Thursday, May 17, 2012

The 31 Day Movie Challege - Day 19 - LITTLE DORRIT (1988)

- Rated G but would probably be rated PG today for someone saying "ass" and some thematic elements.
- Starring Derek Jacobi, Alec Guinness, Sarah Pickering, Miriam Margoyles, Roshan Seth
- Written for the screen & Directed by Christine Edzard (Based on the novel by Charles Dickens
- Running time: 5hrs 58min

(The 31 Day Movie Challenge was proposed to me by fellow film critic Jessie Hoheisel (from superawesomemovieblog). We each chose 30 films for each other to review for the month of May. The first film chosen will be from 1970. The second film from 1971... and so on. The last day will be a film from 2000. I accepted the challenge!) 

Based off of Dickens' classic novel,  this 6 hour movie was released theatrically in 2 parts that were 3 hours a piece. The first part focuses on Arthur Clennam (Jacobi) who returns to 19th Century London after spending 20 years in China working for his father.  He tries to reconnect with his mother, who is paralyzed, but she keeps him at a distance.  He meets a servant girl working for his mother named Amy Dorrit (but everyone seems to call her Little Dorrit).  Amy lives in a part of town where the poor are condemned with her father William (Guinness).  Arthur grows fond of the Dorrits and tries to help them in anyway.  Eventually, Arthur discovers that William actually has an unclaimed fortune passed down from a relative.  This event changes everything.  The second half is through the eyes of Amy, starting with her childhood up until she is a bit older, and even showing several sequences from the first part from a different perspective. 

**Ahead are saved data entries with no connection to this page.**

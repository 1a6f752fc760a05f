use super::expr::Expr;
use super::type_name::TypeName;
use std::fmt;

// 语句类型别名
pub type Stmt = Box<StmtNode>;

/// 语句节点：语句本体 + 起始 token 所在行
#[derive(Debug, Clone, PartialEq)]
pub struct StmtNode {
    pub kind: StmtKind,
    pub line: usize,
}

impl StmtNode {
    pub fn new(kind: StmtKind, line: usize) -> Stmt {
        Box::new(Self { kind, line })
    }
}

/// 语句枚举
#[derive(Debug, Clone, PartialEq)]
pub enum StmtKind {
    // 函数定义
    Function(FunctionDecl),
    // 代码块 `{ ... }`
    Block(BlockStmt),
    // 变量声明 `let x: T;`
    VarDecl(VarDeclStmt),
    // 赋值 `dest = value;`
    Assign(AssignStmt),
    // 表达式语句
    Expr(ExprStmt),
    // if / else if / else 链
    Branch(BranchStmt),
    While(WhileStmt),
    DoWhile(DoWhileStmt),
    For(ForStmt),
    Return(ReturnStmt),
    Break,
    Continue,
    // 按顺序执行的两条语句（`let x: T = e;` 的展开形式）
    Compound(CompoundStmt),
    // 导入 `import A.B;`
    Import(ImportStmt),
}

#[derive(Debug, Clone, PartialEq)]
pub struct FunctionDecl {
    pub name: String,
    pub return_type: TypeName,
    pub args: Vec<(String, TypeName)>,
    pub generics: Vec<String>,
    pub body: Stmt,
}

#[derive(Debug, Clone, PartialEq)]
pub struct BlockStmt {
    pub statements: Vec<Stmt>,
}

#[derive(Debug, Clone, PartialEq)]
pub struct VarDeclStmt {
    pub name: String,
    pub type_name: TypeName,
}

#[derive(Debug, Clone, PartialEq)]
pub struct AssignStmt {
    /// 标识符、索引访问或成员访问
    pub destination: Expr,
    pub value: Expr,
}

#[derive(Debug, Clone, PartialEq)]
pub struct ExprStmt {
    pub expression: Expr,
}

/// 条件分支中的一个 `(条件, 代码块)`
#[derive(Debug, Clone, PartialEq)]
pub struct ConditionArm {
    pub condition: Expr,
    pub body: Stmt,
}

#[derive(Debug, Clone, PartialEq)]
pub struct BranchStmt {
    pub arms: Vec<ConditionArm>,
    pub else_body: Option<Stmt>,
}

#[derive(Debug, Clone, PartialEq)]
pub struct WhileStmt {
    pub condition: Expr,
    pub body: Stmt,
}

#[derive(Debug, Clone, PartialEq)]
pub struct DoWhileStmt {
    pub condition: Expr,
    pub body: Stmt,
}

#[derive(Debug, Clone, PartialEq)]
pub struct ForStmt {
    pub init: Stmt,
    pub condition: Expr,
    pub iter: Stmt,
    pub body: Stmt,
}

#[derive(Debug, Clone, PartialEq)]
pub struct ReturnStmt {
    pub value: Option<Expr>,
}

#[derive(Debug, Clone, PartialEq)]
pub struct CompoundStmt {
    pub first: Stmt,
    pub second: Stmt,
}

#[derive(Debug, Clone, PartialEq)]
pub struct ImportStmt {
    /// 点分路径，如 `System.Text`
    pub path: String,
}

// 单行摘要输出，代码块只输出语句数量
impl fmt::Display for StmtKind {
    fn fmt(&self, f: &mut fmt::Formatter<'_>) -> fmt::Result {
        match self {
            StmtKind::Function(func) => {
                let args = func
                    .args
                    .iter()
                    .map(|(name, ty)| format!("{name}: {ty}"))
                    .collect::<Vec<_>>()
                    .join(", ");
                if func.generics.is_empty() {
                    write!(f, "func {}({}): {}", func.name, args, func.return_type)
                } else {
                    write!(
                        f,
                        "func {}<{}>({}): {}",
                        func.name,
                        func.generics.join(", "),
                        args,
                        func.return_type
                    )
                }
            }
            StmtKind::Block(block) => write!(f, "{{ {} statements }}", block.statements.len()),
            StmtKind::VarDecl(decl) => write!(f, "let {}: {}", decl.name, decl.type_name),
            StmtKind::Assign(assign) => write!(f, "{} = {}", assign.destination, assign.value),
            StmtKind::Expr(e) => write!(f, "{}", e.expression),
            StmtKind::Branch(branch) => {
                write!(f, "if ({})", branch.arms[0].condition)?;
                for arm in &branch.arms[1..] {
                    write!(f, " else if ({})", arm.condition)?;
                }
                if branch.else_body.is_some() {
                    write!(f, " else")?;
                }
                Ok(())
            }
            StmtKind::While(w) => write!(f, "while ({})", w.condition),
            StmtKind::DoWhile(w) => write!(f, "do while ({})", w.condition),
            StmtKind::For(fr) => write!(f, "for ({}; {}; {})", fr.init, fr.condition, fr.iter),
            StmtKind::Return(ret) => match &ret.value {
                Some(value) => write!(f, "return {value}"),
                None => write!(f, "return"),
            },
            StmtKind::Break => write!(f, "break"),
            StmtKind::Continue => write!(f, "continue"),
            StmtKind::Compound(c) => write!(f, "{}; {}", c.first, c.second),
            StmtKind::Import(import) => write!(f, "import {}", import.path),
        }
    }
}

impl fmt::Display for StmtNode {
    fn fmt(&self, f: &mut fmt::Formatter<'_>) -> fmt::Result {
        write!(f, "{}", self.kind)
    }
}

This approach is actually a good idea... BUT..... 6 HOURS LONG!!!!!!!   I'd be lying if I said this wasn't an endurance test.  Whew!  It took a lot out of me.   This is one of those stiff and dry period dramas that give the genre a bad name.  Lots of mainstream moviegoers would consider watching a costume drama boring, and this is. 

Now, that doesn't mean that there isn't anything good in here.  The acting is mostly good all around.  Jacobi is pretty stuffy, but it fits the character.  Alec Guinness was nominated for an Oscar for his work as a poor man who changes when he becomes rich, and he's quite good, if not Oscar worthy.  Sarah Pickering as Amy makes a lasting impression, and is one of the best things about the movie.  My favorite performance belongs to Miriam Margoyles as Arthur's ex-fiancee.  Her performance is full of energy that gives the movie a much needed kick in the pants from time to time.  But Roshan Seth is so painfully artificial as Arthur's financial advisor that he became extremely irritating.  In fact, they probably could have just cut him out of the movie.

Speaking of which, this movie would have been so much better if writer/director Christine Edzard cut at least half the movie out.  There is nothing on screen that warrants for such a long running time.  Even though it was a clever idea to show certain scenes from a different perspective, it didn't really add a whole lot.  They should have just combined the stories, which would have made it more emotionally compelling in my opinion.  There were countless scenes that I thought could have been left on the cutting room floor.  But instead we're left with TOO much character development.  Also, there were way too many characters.  So many that I found myself having a tough time keeping up with all of them.  I got lost a few times in the story, which affected the way I felt about it. 

The sets were also a problem.  It looked like they were built on a soundstage (which they were).  It has this really weird fake look that made it hard for me to get into the movie.  Edzard's direction is bland and boring just like the story, so I guess it fits, but this needed a filmmaker with visual flare.  Instead this movie just comes across like a dull Masterpiece Theater mini-series.